Numerous citizens, in the 14th century there are said to have been 700, were granted brewing rights without any quantity restrictions. Production was decentralized; sales and marketing were organized by the city council. Above all, there was already municipal quality control at that time, which is probably the reason for the good reputation. The strong beer from Einbeck was exported to Antwerp, Riga, Stockholm, Reval and Munich, among other places.
In 1612, Maximilian brought the Einbeck brewmaster Elias Pichler to the Hofbräuhaus in Munich. He brewed Einbeck's beer - the Bavarian dialect probably soon turned the word "Einbeck" into "Bock". The catchy name for certain strong beers persists to this day. Dark Bocks of today are reminiscent of their ancestors. Beers in general used to be much darker, even those in the lower alcohol classes.
Unlike in Germany, where dark bucks abound in large numbers, they were almost extinct in Austria. Reason enough for Hannes Leitner, the brewmaster at the Braucommune in Freistadt, to produce a "Black Bock" for the first time in 2014. The black beast immediately won a European Beer Star in gold, followed by bronze in 2020.

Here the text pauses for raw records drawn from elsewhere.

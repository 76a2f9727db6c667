//! NES CPU address space
//!
//! $0000-$1FFF: 2KB internal RAM, mirrored every $0800
//! $2000-$3FFF: PPU registers, mirrored every 8 bytes
//! $4000-$4017: APU and I/O registers
//! $4018-$401F: normally disabled APU/I/O test registers
//! $4020-$FFFF: cartridge space (flat, no bank switching)
//!
//! Every region is plain storage: writes are kept and read back, including in
//! the register windows, so code polling a register sees what it last wrote.

use pane_core::cpu_6502::{Memory6502, STACK_BASE};
use pane_core::logging::{log, LogCategory, LogLevel};
use serde::{Deserialize, Serialize};
use thiserror::Error;

pub const RAM_SIZE: usize = 0x0800;
pub const PPU_REGISTERS_SIZE: usize = 0x0008;
pub const APU_REGISTERS_SIZE: usize = 0x0018;
pub const IO_UNUSED_SIZE: usize = 0x0008;
pub const CARTRIDGE_START: u16 = 0x4020;
pub const CARTRIDGE_SIZE: usize = 0x1_0000 - CARTRIDGE_START as usize;

/// Returned by reads once the backing storage is gone.
pub const OPEN_BUS: u8 = 0xFF;

#[derive(Debug, Clone, Copy, PartialEq, Eq)]
pub enum Region {
    Ram,
    PpuRegisters,
    ApuRegisters,
    IoUnused,
    Cartridge,
}

/// Reduce a CPU address to its region and the offset into that region's backing.
pub fn decode(addr: u16) -> (Region, usize) {
    let a = addr as usize;
    match addr {
        0x0000..=0x1FFF => (Region::Ram, a % RAM_SIZE),
        0x2000..=0x3FFF => (Region::PpuRegisters, (a - 0x2000) % PPU_REGISTERS_SIZE),
        0x4000..=0x4017 => (Region::ApuRegisters, a - 0x4000),
        0x4018..=0x401F => (Region::IoUnused, a - 0x4018),
        0x4020..=0xFFFF => (Region::Cartridge, a - CARTRIDGE_START as usize),
    }
}

#[derive(Debug, Error)]
pub enum BusError {
    #[error("bus storage has been torn down")]
    TornDown,
    #[error("{region} snapshot is {actual} bytes, expected {expected}")]
    SnapshotSize {
        region: &'static str,
        expected: usize,
        actual: usize,
    },
}

/// Save-state image of the bus. Cartridge space is not included.
#[derive(Debug, Clone, PartialEq, Eq, Serialize, Deserialize)]
pub struct BusSnapshot {
    pub ram: Vec<u8>,
    pub ppu_registers: Vec<u8>,
    pub apu_registers: Vec<u8>,
    pub io_unused: Vec<u8>,
}

#[derive(Debug, Clone)]
struct Regions {
    ram: [u8; RAM_SIZE],
    ppu_registers: [u8; PPU_REGISTERS_SIZE],
    apu_registers: [u8; APU_REGISTERS_SIZE],
    io_unused: [u8; IO_UNUSED_SIZE],
    cartridge: Vec<u8>,
}

impl Regions {
    fn new() -> Self {
        Self {
            ram: [0; RAM_SIZE],
            ppu_registers: [0; PPU_REGISTERS_SIZE],
            apu_registers: [0; APU_REGISTERS_SIZE],
            io_unused: [0; IO_UNUSED_SIZE],
            cartridge: vec![0; CARTRIDGE_SIZE],
        }
    }

    fn backing(&self, region: Region) -> &[u8] {
        match region {
            Region::Ram => &self.ram,
            Region::PpuRegisters => &self.ppu_registers,
            Region::ApuRegisters => &self.apu_registers,
            Region::IoUnused => &self.io_unused,
            Region::Cartridge => &self.cartridge,
        }
    }

    fn backing_mut(&mut self, region: Region) -> &mut [u8] {
        match region {
            Region::Ram => &mut self.ram,
            Region::PpuRegisters => &mut self.ppu_registers,
            Region::ApuRegisters => &mut self.apu_registers,
            Region::IoUnused => &mut self.io_unused,
            Region::Cartridge => &mut self.cartridge,
        }
    }
}

/// NES memory bus
///
/// Storage is allocated by [`Bus::new`] and released by [`Bus::teardown`].
/// After teardown every read returns the open-bus sentinel and writes are
/// dropped; nothing panics.
#[derive(Debug, Clone)]
pub struct Bus {
    regions: Option<Box<Regions>>,
}

impl Default for Bus {
    fn default() -> Self {
        Self::new()
    }
}

impl Bus {
    pub fn new() -> Self {
        Self {
            regions: Some(Box::new(Regions::new())),
        }
    }

    /// Free the backing storage.
    pub fn teardown(&mut self) {
        if self.regions.take().is_some() {
            log(LogCategory::Bus, LogLevel::Debug, || {
                "BUS: storage released".to_string()
            });
        }
    }

    pub fn is_live(&self) -> bool {
        self.regions.is_some()
    }

    /// Zero cartridge space, e.g. before installing a new image.
    pub fn clear_cartridge(&mut self) {
        if let Some(r) = self.regions.as_mut() {
            r.cartridge.fill(0);
        }
    }

    pub fn snapshot(&self) -> Option<BusSnapshot> {
        self.regions.as_ref().map(|r| BusSnapshot {
            ram: r.ram.to_vec(),
            ppu_registers: r.ppu_registers.to_vec(),
            apu_registers: r.apu_registers.to_vec(),
            io_unused: r.io_unused.to_vec(),
        })
    }

    /// Restore everything but cartridge space. Sizes are checked before any
    /// region is overwritten.
    pub fn restore(&mut self, s: &BusSnapshot) -> Result<(), BusError> {
        let r = self.regions.as_mut().ok_or(BusError::TornDown)?;

        let checks = [
            ("ram", RAM_SIZE, s.ram.len()),
            ("ppu_registers", PPU_REGISTERS_SIZE, s.ppu_registers.len()),
            ("apu_registers", APU_REGISTERS_SIZE, s.apu_registers.len()),
            ("io_unused", IO_UNUSED_SIZE, s.io_unused.len()),
        ];
        for (region, expected, actual) in checks {
            if expected != actual {
                return Err(BusError::SnapshotSize {
                    region,
                    expected,
                    actual,
                });
            }
        }

        r.ram.copy_from_slice(&s.ram);
        r.ppu_registers.copy_from_slice(&s.ppu_registers);
        r.apu_registers.copy_from_slice(&s.apu_registers);
        r.io_unused.copy_from_slice(&s.io_unused);
        Ok(())
    }
}

impl Memory6502 for Bus {
    fn read(&self, addr: u16) -> u8 {
        match self.regions.as_ref() {
            Some(r) => {
                let (region, offset) = decode(addr);
                r.backing(region)[offset]
            }
            None => OPEN_BUS,
        }
    }

    fn write(&mut self, addr: u16, val: u8) {
        if let Some(r) = self.regions.as_mut() {
            let (region, offset) = decode(addr);
            r.backing_mut(region)[offset] = val;
        }
    }

    // The stack primitives leave `sp` alone when there is no storage behind it.

    fn push_byte(&mut self, sp: &mut u8, val: u8) {
        if self.regions.is_some() {
            self.write(STACK_BASE | *sp as u16, val);
            *sp = sp.wrapping_sub(1);
        }
    }

    fn pull_byte(&mut self, sp: &mut u8) -> u8 {
        if self.regions.is_none() {
            return OPEN_BUS;
        }
        *sp = sp.wrapping_add(1);
        self.read(STACK_BASE | *sp as u16)
    }

    fn load_block(&mut self, src: &[u8], dst: u16) {
        log(LogCategory::Bus, LogLevel::Debug, || {
            format!(
                "BUS: load {} bytes at {:04X} ({:?})",
                src.len(),
                dst,
                decode(dst).0
            )
        });
        for (i, byte) in src.iter().enumerate() {
            self.write(dst.wrapping_add(i as u16), *byte);
        }
    }
}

German-Style Dunkler Bock is among the first categories at the European Beer Star. Until 2017, it was dominated by German breweries. At that time, a Brazilian beer, Baden Baden Bock, won ahead of a Spanish one, 1906 Black Coupage, and a Dutch one, Hertog Jan Bockbier. Black Coupage from Hijos de Rivera also won in 2019 (gold), 2020 (silver), 2021 (bronze) and again gold in 2022, making it the most successful German-Style Doppelbock Dunkel in the competition.